Scientists have just made a troubling discovery about the atmosphere of our planet, a discovery that shows that our desperate global warming situation is only going to continue to get worse. For the first time since humans began monitoring atmospheric concentrations of carbon dioxide, we have passed 410 parts per million, a major milestone that raises the alarm for authorities worldwide hoping to stem the advance of climate change.
The findings were made from the Mauna Loa Observatory in Hawaii. Carbon dioxide concentrations were only around 280 parts per million back in 1880 when the industrial revolution began, but they have risen nearly 50 percent since then. This has created the “greenhouse gas effect,” which is when carbon dioxide traps heat and warms up the Earth on a global scale.
And the concentrations are only going to increase over the coming years. The average rate of growth is 2.5 parts per million per year, and that rate has been increasing, with the 2010s being much faster than the 2000s. We could be at 450 or 500 parts per million very quickly, and those are very dangerous levels.

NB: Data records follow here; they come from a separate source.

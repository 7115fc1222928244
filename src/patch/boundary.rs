//! Boundary condition patcher: rewrites the boundary text file like the
//! hierarchy patcher does, then regenerates the boundary array container
//! from scratch rather than patching it in place.

use {
    anyhow::{bail, ensure, Result},
    log::debug,
    std::fs,
};

use crate::{
    constants::TRACER_TYPE_BASE,
    container::{Attribute, Container, Dataset},
    parameters::Parameters,
    patch::{classify, value_token, Line},
    swap::SwapFile,
};

pub fn patch(params: &Parameters) -> Result<()> {
    // Check preconditions on both companion files before either is touched.
    let text_swap = SwapFile::begin(params.boundary_file())?;
    let array_swap = SwapFile::begin(params.boundary_array_file())?;

    let input = fs::read_to_string(text_swap.original())?;
    let (output, edge) = rewrite(&input, params)?;

    let total_fields = params.tracer.original_fields + params.tracer.new_fields;
    fs::write(text_swap.scratch(), output)?;
    regenerate(edge, total_fields).write(array_swap.scratch())?;

    text_swap.commit()?;
    array_swap.commit()
}

/// Pure rewrite of the boundary text file. Returns the rewritten text and
/// the boundary cube's edge length, which sizes the regenerated arrays.
pub fn rewrite(input: &str, params: &Parameters) -> Result<(String, usize)> {
    let new_fields = params.tracer.new_fields;
    let mut edge = None;
    let mut out = String::with_capacity(input.len() + 256);

    for raw in input.lines() {
        let mut tokens = match classify(raw) {
            Line::Keyed(tokens) => tokens,
            Line::Passthrough => {
                out.push_str(raw);
                out.push('\n');
                continue;
            }
        };

        match tokens[0] {
            "NumberOfBaryonFields" => {
                let count: usize = value_token(&tokens, "NumberOfBaryonFields")?.parse()?;
                let bumped = (count + new_fields).to_string();
                tokens[2] = &bumped;
                debug!("new NumberOfBaryonFields line: {}", tokens.join(" "));
                out.push_str(&tokens.join(" "));
                out.push('\n');
                continue;
            }
            "BoundaryFieldType" => {
                let codes: Vec<String> = (0..new_fields)
                    .map(|i| (TRACER_TYPE_BASE + i as u32).to_string())
                    .collect();
                tokens.extend(codes.iter().map(String::as_str));
                debug!("new BoundaryFieldType line: {}", tokens.join(" "));
                out.push_str(&tokens.join(" "));
                out.push('\n');
                continue;
            }
            "BoundaryDimension" => {
                ensure!(tokens.len() >= 5, "malformed BoundaryDimension line: {:?}", tokens);
                let dims = [
                    tokens[2].parse::<usize>()?,
                    tokens[3].parse::<usize>()?,
                    tokens[4].parse::<usize>()?,
                ];
                // The regeneration step below assumes a single cubic extent.
                ensure!(
                    dims[0] == dims[1] && dims[0] == dims[2],
                    "the boundary region is not a cube ({} {} {})",
                    dims[0],
                    dims[1],
                    dims[2]
                );
                edge = Some(dims[0]);
                debug!("boundary dimensions: {} {} {}", dims[0], dims[1], dims[2]);
            }
            _ => {}
        }

        out.push_str(raw);
        out.push('\n');
    }

    match edge {
        Some(edge) => Ok((out, edge)),
        None => bail!("no BoundaryDimension line found in the boundary file"),
    }
}

/// Builds the boundary array container for a cubic boundary of the given
/// edge length and total field count.
///
/// Each of the three axes gets a "type" array of ones and a "value" array of
/// zeros, sized for both faces of every field. The type arrays carry the
/// attributes the solver reads back when restarting.
pub fn regenerate(edge: usize, total_fields: usize) -> Container {
    let len = edge * edge * 2 * total_fields;
    let mut container = Container::new();

    for axis in 0..3 {
        // attribute construction cannot fail: lengths always match the shape
        let mut types =
            Dataset::f32(format!("BoundaryDimensionType.{}", axis), vec![len], vec![1.0; len])
                .unwrap();
        types.attributes = vec![
            Attribute::new("BoundaryDimension", vec![edge as i32, edge as i32, 0]),
            Attribute::new("BoundaryRank", vec![3]),
            Attribute::new("Index", vec![2]),
            Attribute::new("NumberOfBaryonFields", vec![total_fields as i32]),
            Attribute::new("size", vec![(edge * edge) as i32]),
        ];
        container.insert(types);
    }

    for axis in 0..3 {
        container.insert(
            Dataset::f32(
                format!("BoundaryDimensionValue.{}", axis),
                vec![len],
                vec![0.0; len],
            )
            .unwrap(),
        );
    }

    container
}

#[cfg(test)]
mod test {
    use super::*;

    const INPUT: &str = "\
BoundaryRank = 3
BoundaryDimension = 16 16 16
NumberOfBaryonFields = 6
BoundaryFieldType = 0 1 4 5 6 19
BoundaryValue = 0 0 0 0 0 0
";

    #[test]
    fn bumps_count_appends_codes_and_captures_edge() {
        let params = Parameters::default();
        let (out, edge) = rewrite(INPUT, &params).unwrap();

        assert_eq!(edge, 16);
        assert!(out.contains("NumberOfBaryonFields = 10"));
        assert!(out.contains("BoundaryFieldType = 0 1 4 5 6 19 106 107 108 109"));
        assert!(out.contains("BoundaryDimension = 16 16 16"));
        assert!(out.contains("BoundaryValue = 0 0 0 0 0 0"));
    }

    #[test]
    fn non_cubic_boundary_is_fatal() {
        let params = Parameters::default();
        let input = INPUT.replace("BoundaryDimension = 16 16 16", "BoundaryDimension = 16 16 8");
        assert!(rewrite(&input, &params).is_err());
    }

    #[test]
    fn missing_dimension_line_is_fatal() {
        let params = Parameters::default();
        assert!(rewrite("NumberOfBaryonFields = 6\n", &params).is_err());
    }

    #[test]
    fn regenerated_arrays_are_sized_and_tagged() {
        let container = regenerate(16, 10);
        assert_eq!(container.len(), 6);

        for axis in 0..3 {
            let types = container
                .dataset(&format!("BoundaryDimensionType.{}", axis))
                .unwrap();
            assert_eq!(types.len(), 16 * 16 * 2 * 10);
            assert!(types.as_f32().unwrap().iter().all(|&x| x == 1.0));
            assert_eq!(
                types.attribute("BoundaryDimension").unwrap().values,
                vec![16, 16, 0]
            );
            assert_eq!(types.attribute("BoundaryRank").unwrap().values, vec![3]);
            assert_eq!(types.attribute("Index").unwrap().values, vec![2]);
            assert_eq!(
                types.attribute("NumberOfBaryonFields").unwrap().values,
                vec![10]
            );
            assert_eq!(types.attribute("size").unwrap().values, vec![256]);

            let values = container
                .dataset(&format!("BoundaryDimensionValue.{}", axis))
                .unwrap();
            assert_eq!(values.len(), 5120);
            assert!(values.as_f32().unwrap().iter().all(|&x| x == 0.0));
            assert!(values.attributes.is_empty());
        }
    }
}
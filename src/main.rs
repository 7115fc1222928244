#[macro_use]
extern crate clap;

use {
    anyhow::{bail, Result},
    field_injector::{inject::inject_tracer_fields, parameters::Parameters, patch::patch_dataset},
    log::{error, info},
    simplelog::{Config as LogConfig, LevelFilter, TermLogger, TerminalMode},
    std::fs::File,
};

#[quit::main]
fn main() {
    let matches = clap_app!(field_injector =>
        (version: crate_version!())
        (about: "Injects tracer fluid fields into an existing simulation dataset in-place. Back up the dataset before running this.")
        (@arg PARAMETERS: -p --parameters +takes_value +required "Path to file containing injection parameters.")
        (@subcommand patch =>
            (about: "Patches the parameter, hierarchy and boundary files so the dataset declares the new tracer fluid fields.")
        )
        (@subcommand fields =>
            (about: "Writes the tracer fluid field arrays into every grid's container, seeded from the density field.")
        )
        (@subcommand inject =>
            (about: "Runs patch followed by fields: the full injection into one dataset.")
        )
    )
    .get_matches();

    let params = {
        // Should never panic as clap should return an error if the argument was not supplied
        let path = matches
            .value_of("PARAMETERS")
            .expect("Path to parameters file not supplied");

        let file = File::open(path).unwrap_or_else(|e| {
            eprintln!("Failed to open {}: \"{}\"", path, e);
            quit::with_code(1);
        });

        serde_yaml::from_reader::<_, Parameters>(file).unwrap_or_else(|e| {
            eprintln!("Failed to parse parameters from {}: \"{}\"", path, e);
            quit::with_code(1);
        })
    };

    TermLogger::init(
        if params.run.verbose {
            LevelFilter::Debug
        } else {
            LevelFilter::Info
        },
        LogConfig::default(),
        TerminalMode::Mixed,
    )
    .expect("Failed to initialize logger");

    info!(
        "Loaded injection parameters: \n{:#?}",
        params
    );

    run_subcommand(matches.subcommand_name(), params).unwrap_or_else(|e| {
        error!("Error: \"{}\"", e);
        quit::with_code(1);
    });
}

fn run_subcommand(subcmd: Option<&str>, params: Parameters) -> Result<()> {
    let subcmd = match subcmd {
        Some(s) => s,
        None => bail!("No subcommand selected"),
    };

    params.validate()?;

    info!("Starting {}", subcmd);

    match subcmd {
        "patch" => {
            patch_dataset(&params)?;
        }
        "fields" => {
            inject_tracer_fields(&params)?;
        }
        "inject" => {
            patch_dataset(&params)?;
            inject_tracer_fields(&params)?;
        }
        _ => {
            // Should be unreachable due to clap catching this error
            bail!("Unrecognized subcommand");
        }
    }

    info!("Finished {}", subcmd);

    Ok(())
}
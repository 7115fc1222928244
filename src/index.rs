//! Grid index built from the dataset's hierarchy file.
//!
//! The injector needs each grid's spatial extent, active dimensions and the
//! container file its fields live in; all of that is in the hierarchy text.

use {
    anyhow::{bail, ensure, Context, Result},
    std::{
        fs,
        path::{Path, PathBuf},
    },
};

use crate::patch::{classify, Line};

/// One grid's metadata, as read from its hierarchy entry.
#[derive(Debug, Clone, PartialEq)]
pub struct GridEntry {
    /// 1-indexed grid ordinal
    pub id: usize,
    pub left_edge: [f64; 3],
    pub right_edge: [f64; 3],
    pub start_index: [usize; 3],
    pub end_index: [usize; 3],
    /// Container file holding this grid's field arrays
    pub baryon_file: PathBuf,
}

impl GridEntry {
    /// Name of the grid's group inside its container, zero-padded to eight
    /// digits. Datasets with wider padding are not supported.
    pub fn group_name(&self) -> String {
        format!("Grid{:08}", self.id)
    }

    /// Full dataset name of one of this grid's fields.
    pub fn field_name(&self, field: &str) -> String {
        format!("{}/{}", self.group_name(), field)
    }

    /// Cell counts excluding ghost zones.
    pub fn active_dimensions(&self) -> [usize; 3] {
        [
            self.end_index[0] - self.start_index[0] + 1,
            self.end_index[1] - self.start_index[1] + 1,
            self.end_index[2] - self.start_index[2] + 1,
        ]
    }

    /// Cell width along each axis.
    pub fn cell_widths(&self) -> [f64; 3] {
        let dims = self.active_dimensions();
        [
            (self.right_edge[0] - self.left_edge[0]) / dims[0] as f64,
            (self.right_edge[1] - self.left_edge[1]) / dims[1] as f64,
            (self.right_edge[2] - self.left_edge[2]) / dims[2] as f64,
        ]
    }
}

#[derive(Debug, Default)]
struct Builder {
    id: usize,
    left_edge: Option<[f64; 3]>,
    right_edge: Option<[f64; 3]>,
    start_index: Option<[usize; 3]>,
    end_index: Option<[usize; 3]>,
    baryon_file: Option<PathBuf>,
}

impl Builder {
    fn finish(self) -> Result<GridEntry> {
        let id = self.id;
        let missing = |what| format!("grid {} has no {} line", id, what);

        Ok(GridEntry {
            id,
            left_edge: self.left_edge.with_context(|| missing("GridLeftEdge"))?,
            right_edge: self.right_edge.with_context(|| missing("GridRightEdge"))?,
            start_index: self.start_index.with_context(|| missing("GridStartIndex"))?,
            end_index: self.end_index.with_context(|| missing("GridEndIndex"))?,
            baryon_file: self.baryon_file.with_context(|| missing("BaryonFileName"))?,
        })
    }
}

fn parse3<T: std::str::FromStr>(tokens: &[&str]) -> Result<[T; 3]>
where
    T::Err: std::error::Error + Send + Sync + 'static,
{
    ensure!(tokens.len() >= 5, "malformed {} line: {:?}", tokens[0], tokens);
    Ok([
        tokens[2].parse()?,
        tokens[3].parse()?,
        tokens[4].parse()?,
    ])
}

/// Reads the hierarchy file into grid entries, in file order. Container
/// paths are resolved into the dataset directory regardless of where the
/// simulation originally ran.
pub fn read_hierarchy<P: AsRef<Path>, Q: AsRef<Path>>(
    path: P,
    dataset_directory: Q,
) -> Result<Vec<GridEntry>> {
    let path = path.as_ref();
    let input = fs::read_to_string(path)
        .with_context(|| format!("failed to read {}", path.display()))?;

    let mut grids = Vec::new();
    let mut current: Option<Builder> = None;

    for raw in input.lines() {
        let tokens = match classify(raw) {
            Line::Keyed(tokens) => tokens,
            Line::Passthrough => continue,
        };

        if tokens[0] == "Grid" {
            if let Some(builder) = current.take() {
                grids.push(builder.finish()?);
            }
            ensure!(tokens.len() >= 3, "malformed Grid line: {:?}", tokens);
            current = Some(Builder {
                id: tokens[2].parse()?,
                ..Builder::default()
            });
            continue;
        }

        let builder = match current.as_mut() {
            Some(builder) => builder,
            None => continue,
        };

        match tokens[0] {
            "GridLeftEdge" => builder.left_edge = Some(parse3(&tokens)?),
            "GridRightEdge" => builder.right_edge = Some(parse3(&tokens)?),
            "GridStartIndex" => builder.start_index = Some(parse3(&tokens)?),
            "GridEndIndex" => builder.end_index = Some(parse3(&tokens)?),
            "BaryonFileName" => {
                ensure!(tokens.len() >= 3, "malformed BaryonFileName line: {:?}", tokens);
                let file_name = match Path::new(tokens[2]).file_name() {
                    Some(name) => name.to_owned(),
                    None => bail!("grid {} has an empty BaryonFileName", builder.id),
                };
                builder.baryon_file = Some(dataset_directory.as_ref().join(file_name));
            }
            _ => {}
        }
    }

    if let Some(builder) = current.take() {
        grids.push(builder.finish()?);
    }

    ensure!(!grids.is_empty(), "no grid entries found in {}", path.display());

    Ok(grids)
}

“The average concentration of carbon dioxide in the atmosphere was 410.31 parts per million (ppm) for the month of April, according to the Keeling Curve measurement series made at the Mauna Loa Observatory in Hawaii,” the Scripps statement reads. “This marks the first time in the history of the Mauna Loa record that a monthly average has exceeded 410 parts per million. This also represents a 30-percent increase in carbon dioxide concentration in the global atmosphere since the Keeling Curve began in 1958. In March, Scripps Institution of Oceanography at the University of California San Diego observed the 60th anniversary of the data series, the first measurements of which were 315 ppm.”